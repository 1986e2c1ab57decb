//! Microphone capture using cpal.
//!
//! The cpal callback pushes converted samples into a lock-free ring buffer so
//! it never blocks. A frame-assembly thread drains the ring and emits
//! fixed-size 16-bit PCM frames over a bounded channel for the outbound pump.
//!
//! The cpal stream is not `Send`, so it lives on a dedicated thread for its
//! whole life; releasing the device signals that thread to stop and close the
//! stream before the assembly thread is joined.

use std::sync::Arc;
use std::sync::atomic::{AtomicBool, Ordering};
use std::thread::JoinHandle;
use std::time::Duration;

use anyhow::{Context, Result};
use cpal::traits::{DeviceTrait, HostTrait, StreamTrait};
use cpal::{Stream, StreamConfig};
use ringbuf::HeapRb;
use ringbuf::traits::{Consumer, Observer, Producer, Split};
use tokio::sync::mpsc;
use tracing::{debug, error, info, warn};

use super::util::{convert_to_mono, f32_to_i16, find_input_config, get_device_name};

/// Ring buffer capacity: 65536 samples = ~4 seconds at 16kHz.
const RING_CAPACITY: usize = 65536;

/// Bounded frame channel depth (32 frames ~= 2 seconds at 1024 samples / 16kHz).
const FRAME_CHANNEL_DEPTH: usize = 32;

/// One fixed-size block of raw 16-bit little-endian PCM captured from the device.
#[derive(Debug, Clone, PartialEq, Eq)]
pub struct AudioFrame(Vec<u8>);

impl AudioFrame {
    pub fn new(bytes: Vec<u8>) -> Self {
        Self(bytes)
    }

    pub fn from_samples(samples: &[i16]) -> Self {
        Self(samples.iter().flat_map(|s| s.to_le_bytes()).collect())
    }

    pub fn into_bytes(self) -> Vec<u8> {
        self.0
    }

    pub fn len(&self) -> usize {
        self.0.len()
    }

    pub fn is_empty(&self) -> bool {
        self.0.is_empty()
    }
}

/// A capture device handle whose release is idempotent.
///
/// The outbound pump owns the device for the streaming phase and releases it
/// during its cleanup, after the final end-of-turn send.
pub trait CaptureDevice: Send + 'static {
    /// Stop capturing and free the device. Safe to call more than once;
    /// only the first call does anything.
    fn release(&mut self);
}

/// Microphone capturer streaming fixed-size PCM frames.
///
/// Holds no cpal state directly; the stream lives on `stream_thread` and is
/// torn down through `stop_tx`.
pub struct Capturer {
    released: Arc<AtomicBool>,
    stop_tx: Option<std::sync::mpsc::Sender<()>>,
    stream_thread: Option<JoinHandle<()>>,
    assembly_thread: Option<JoinHandle<()>>,
}

impl Capturer {
    /// Open the default input device and start capturing.
    ///
    /// # Arguments
    /// * `sample_rate` - Capture sample rate (16000 for the live session)
    /// * `frame_samples` - Samples per emitted frame (1024 nominal)
    ///
    /// # Returns
    /// The capturer handle and the receiving end of the frame channel.
    ///
    /// # Errors
    /// Returns an error if no input device is available, the device cannot
    /// capture at `sample_rate`, or the stream fails to start.
    pub fn start(sample_rate: u32, frame_samples: usize) -> Result<(Self, mpsc::Receiver<AudioFrame>)> {
        let (frame_tx, frame_rx) = mpsc::channel::<AudioFrame>(FRAME_CHANNEL_DEPTH);

        let released = Arc::new(AtomicBool::new(false));

        // Lock-free ring between the cpal callback and the assembly thread
        let ring = HeapRb::<i16>::new(RING_CAPACITY);
        let (producer, mut consumer) = ring.split();

        // stop_tx is dropped on release; recv() in the stream thread wakes up
        let (stop_tx, stop_rx) = std::sync::mpsc::channel::<()>();
        let (ready_tx, ready_rx) = std::sync::mpsc::channel::<Result<()>>();

        let released_cb = released.clone();
        let stream_thread = std::thread::Builder::new()
            .name("mic-capture".into())
            .spawn(move || {
                let stream = match build_input_stream(sample_rate, released_cb, producer) {
                    Ok(stream) => stream,
                    Err(e) => {
                        let _ = ready_tx.send(Err(e));
                        return;
                    }
                };

                if let Err(e) = stream.play() {
                    let _ = ready_tx.send(Err(anyhow::Error::new(e).context("Failed to start audio stream")));
                    return;
                }
                let _ = ready_tx.send(Ok(()));

                // Park until release drops the sender, then stop and close
                let _ = stop_rx.recv();
                if let Err(e) = stream.pause() {
                    warn!("Failed to stop input stream: {}", e);
                }
                drop(stream);
                debug!("Input stream closed");
            })
            .context("Failed to spawn capture thread")?;

        ready_rx.recv().context("Capture thread exited before the stream was ready")??;

        let assembly_released = released.clone();
        let assembly_thread = std::thread::Builder::new()
            .name("frame-assembly".into())
            .spawn(move || {
                let mut pending: Vec<i16> = Vec::with_capacity(frame_samples * 2);
                let mut scratch = vec![0i16; frame_samples];

                loop {
                    if assembly_released.load(Ordering::Relaxed) {
                        debug!("Frame assembly thread shutting down");
                        return;
                    }

                    let available = consumer.occupied_len();
                    if available == 0 {
                        // Brief sleep keeps latency low without busy-waiting
                        std::thread::sleep(Duration::from_micros(100));
                        continue;
                    }

                    let to_read = available.min(scratch.len());
                    let read = consumer.pop_slice(&mut scratch[..to_read]);
                    pending.extend_from_slice(&scratch[..read]);

                    while pending.len() >= frame_samples {
                        let samples: Vec<i16> = pending.drain(..frame_samples).collect();
                        if frame_tx.blocking_send(AudioFrame::from_samples(&samples)).is_err() {
                            debug!("Frame channel closed, assembly thread exiting");
                            return;
                        }
                    }
                }
            })
            .context("Failed to spawn frame assembly thread")?;

        info!("Audio capture started: {} Hz, {} samples per frame", sample_rate, frame_samples);

        Ok((
            Self {
                released,
                stop_tx: Some(stop_tx),
                stream_thread: Some(stream_thread),
                assembly_thread: Some(assembly_thread),
            },
            frame_rx,
        ))
    }
}

impl CaptureDevice for Capturer {
    fn release(&mut self) {
        // First caller wins; repeated release is a no-op
        if self.released.swap(true, Ordering::SeqCst) {
            return;
        }

        // Stop: wake the stream thread so it pauses and closes the stream
        drop(self.stop_tx.take());
        if let Some(handle) = self.stream_thread.take()
            && handle.join().is_err()
        {
            warn!("Capture thread panicked during shutdown");
        }

        // Terminate: the assembly thread sees the released flag and exits
        if let Some(handle) = self.assembly_thread.take()
            && handle.join().is_err()
        {
            warn!("Frame assembly thread panicked during shutdown");
        }

        info!("Microphone released");
    }
}

impl Drop for Capturer {
    fn drop(&mut self) {
        self.release();
    }
}

/// Build the cpal input stream feeding the ring buffer.
fn build_input_stream(sample_rate: u32, released: Arc<AtomicBool>, mut producer: ringbuf::HeapProd<i16>) -> Result<Stream> {
    let host = cpal::default_host();
    let device = host.default_input_device().context("No input device available")?;

    info!("Using input device: {}", get_device_name(&device));

    let supported_configs = device.supported_input_configs().context("Failed to get supported input configs")?;
    let config = find_input_config(supported_configs, sample_rate)?;

    let channels = config.channels() as usize;
    debug!("Audio capture config: {} Hz, {} channels, {:?}", config.sample_rate(), config.channels(), config.sample_format());

    let stream_config: StreamConfig = config.config();

    let err_fn = |err| {
        error!("Audio capture error: {}", err);
    };

    let stream = device.build_input_stream(
        &stream_config,
        move |data: &[f32], _: &cpal::InputCallbackInfo| {
            if released.load(Ordering::Relaxed) {
                return;
            }

            let mono = convert_to_mono(data, channels);
            let samples: Vec<i16> = mono.iter().map(|&s| f32_to_i16(s)).collect();

            // Push to ring buffer (lock-free, non-blocking); overflow is
            // tolerated by dropping samples, with a rate-limited warning
            let written = producer.push_slice(&samples);
            if written < samples.len() {
                use std::sync::atomic::AtomicU64;
                static DROP_COUNT: AtomicU64 = AtomicU64::new(0);
                let count = DROP_COUNT.fetch_add(1, Ordering::Relaxed);
                if count.is_multiple_of(100) {
                    warn!("Ring buffer full, dropped {} audio chunks", count + 1);
                }
            }
        },
        err_fn,
        None,
    )?;

    Ok(stream)
}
---
▶ [About this task] What you return should be exactly the lines above, starting at the one with "closes the stream" and ending at the one with "self.release();", and nothing else.

▶ [Solution to this task]
        // Stop: wake the stream thread so it pauses and closes the stream
        drop(self.stop_tx.take());
        if let Some(handle) = self.stream_thread.take()
            && handle.join().is_err()
        {
            warn!("Capture thread panicked during shutdown");
        }

        // Terminate: the assembly thread sees the released flag and exits
        if let Some(handle) = self.assembly_thread.take()
            && handle.join().is_err()
        {
            warn!("Frame assembly thread panicked during shutdown");
        }

        info!("Microphone released");
    }
}

impl Drop for Capturer {
    fn drop(&mut self) {
        self.release();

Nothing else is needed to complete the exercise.